4.) Our Membership Concept stabilizes owner income. One of the worst aspects of small business franchise ownership is the unpredictability and instability of income, while expenses are pretty predictable!  Many business owners ride income roller coasters: income going up, income going down. Its feast or famine . . . affected by everything from stretches of bad or good weather or seasons to something going on in the news that’s a distraction for several weeks in a row. The owner of a Kennedy’s™ franchise has a very different experience, because well over 70% of all the income is in the form of monthly continuity, providing a solid and predictable base of recurring income.  You are not waiting for customers to come in…. or affected by customers not coming in as frequently in July and August as in October . . . you are in control of your income.

This is very important for the person for whom ownership of a Kennedy’s™ is a second business such as the doctor with his own private practice, restaurant owner, corporate executive, etc.  You already have a business with unpredictable, “roller-coaster” income and do not need to multiply that anxiety!  A second business must offer a different financial formula otherwise, why bother?It is an equally important consideration for the person leaving behind the (apparent) security of a regular paycheck from a corporate career; for many, the change to uncertain and unpredictable income causes great personal and family stress – that’s minimized with a Kennedy’s™ franchise.

5.) Our Membership Concept can embolden and empower you to grow your business with advertising and marketing, and by opening additional Kennedy’slocations, because the income is so predictable and stable. Complex and difficult to manage metrics like number of customers, average transaction, average frequency, percentage who spend “x” versus “y,” percentage who come in at “x” frequency versus “y” frequency, etc. are replaced by a much simpler, more manageable, more certain formula for creating, controlling and predicting income: number of Members added per month and number of total active Members. This turns advertising and marketing from a guessing game into a true investment strategy. And it can enable you to provide or obtain financing for, and to open additional locations with strong confidence in the projections for number of months to profitability and to full recovery of investment.

6.) Our Membership Concept makes your business more valuable and more saleable, when the time comes that, for whatever reason, you wish to exit. When selling an ordinary business, you have historical sales and income numbers and customer goodwill, but no certain current and continuing income.

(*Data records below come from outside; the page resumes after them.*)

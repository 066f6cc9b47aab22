use sea_orm::entity::prelude::*;
use serde::{Deserialize, Serialize};

/// A notice, either school-wide (`class_id` null) or for one class.
#[sea_orm::model]
#[derive(Clone, Debug, PartialEq, Eq, DeriveEntityModel, Serialize, Deserialize)]
#[sea_orm(table_name = "announcement")]
pub struct Model {
    #[sea_orm(primary_key)]
    pub id: i32,

    pub title: String,
    pub description: String,
    pub date: DateTimeUtc,

    pub class_id: Option<i32>,
    #[sea_orm(belongs_to, from = "class_id", to = "id")]
    pub class: BelongsTo<Option<super::class::Entity>>,
}

impl ActiveModelBehavior for ActiveModel {}
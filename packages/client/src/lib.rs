//! Client-side layer of the Registrar dashboard: a blocking typed API client
//! plus the explicit form-flow state machine the entity forms run on.

pub mod api;
pub mod error;
pub mod form;

pub use api::ApiClient;
pub use error::ClientError;
pub use form::{FormBackend, FormFlow, FormState, SubmissionOutcome};
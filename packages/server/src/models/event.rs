use chrono::{DateTime, Utc};
use sea_orm::FromQueryResult;
use serde::{Deserialize, Serialize};

use crate::error::AppError;

pub use super::shared::Pagination;
use super::shared::{double_option, validate_required, validate_time_window};

#[derive(Deserialize, utoipa::ToSchema)]
pub struct CreateEventRequest {
    pub title: String,
    pub description: String,
    pub start_time: DateTime<Utc>,
    pub end_time: DateTime<Utc>,
    /// Absent for a school-wide event.
    #[serde(default)]
    pub class_id: Option<i32>,
}

#[derive(Deserialize, Default, PartialEq, utoipa::ToSchema)]
pub struct UpdateEventRequest {
    pub title: Option<String>,
    pub description: Option<String>,
    pub start_time: Option<DateTime<Utc>>,
    pub end_time: Option<DateTime<Utc>>,
    /// Omit to leave unchanged, null to make school-wide, value to set.
    #[serde(default, deserialize_with = "double_option")]
    pub class_id: Option<Option<i32>>,
}

#[derive(Serialize, utoipa::ToSchema)]
pub struct EventResponse {
    pub id: i32,
    pub title: String,
    pub description: String,
    pub start_time: DateTime<Utc>,
    pub end_time: DateTime<Utc>,
    pub class_id: Option<i32>,
}

impl From<crate::entity::event::Model> for EventResponse {
    fn from(m: crate::entity::event::Model) -> Self {
        Self {
            id: m.id,
            title: m.title,
            description: m.description,
            start_time: m.start_time,
            end_time: m.end_time,
            class_id: m.class_id,
        }
    }
}

#[derive(Serialize, FromQueryResult, utoipa::ToSchema)]
pub struct EventListItem {
    pub id: i32,
    pub title: String,
    pub description: String,
    pub start_time: DateTime<Utc>,
    pub end_time: DateTime<Utc>,
    pub class_id: Option<i32>,
    pub class_name: Option<String>,
}

#[derive(Serialize, utoipa::ToSchema)]
pub struct EventListResponse {
    pub data: Vec<EventListItem>,
    pub pagination: Pagination,
}

#[derive(Deserialize, utoipa::IntoParams)]
pub struct EventListQuery {
    /// 1-based page number.
    pub page: Option<u64>,
    /// Restrict to one class.
    pub class_id: Option<i32>,
    /// Restrict to events starting on this day (the calendar widget's query).
    pub date: Option<chrono::NaiveDate>,
    /// Case-insensitive substring match on the event title.
    pub search: Option<String>,
}

pub fn validate_create_event(req: &CreateEventRequest) -> Result<(), AppError> {
    validate_required("title", &req.title)?;
    validate_time_window(req.start_time, req.end_time, "start time", "end time")?;
    Ok(())
}

pub fn validate_update_event(req: &UpdateEventRequest) -> Result<(), AppError> {
    if let Some(ref title) = req.title {
        validate_required("title", title)?;
    }
    if let (Some(start), Some(end)) = (req.start_time, req.end_time) {
        validate_time_window(start, end, "start time", "end time")?;
    }
    Ok(())
}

Businesses with income streams based on renewal, auto-renewal, or continuity tend to sell at a higher multiple of sales or profits than do other types of businesses***, because there is an income stream being sold.  The time you invest in owning and building Kennedy’s™ franchises and your years of ownership should pay you much greater exit dividends than those same years’ ownership in most other franchised businesses of comparable gross sales.

 

7.) Our Membership Concept creates an environment and a relationship conducive to providing an expansive portfolio of products, services, events, etc. to Members, administered both at the local level and at the national level, creating additional income beyond the core business for franchise owners.****

This is not an exhaustive list of the benefits, but these are some very significant benefits. And frankly, most local retail or service businesses are not designed with anywhere near this level of sophistication. Most are: establish a business that does or sells something; decorate and equip the location; hang the sign; open the doors; advertise incessantly; and hope that enough customers come in to make money. We say: hope is not a business strategy. Our approach is VERY different. It is about using the business as a means of putting in place a continuing, reoccurring income stream, with a high level of predictability and security.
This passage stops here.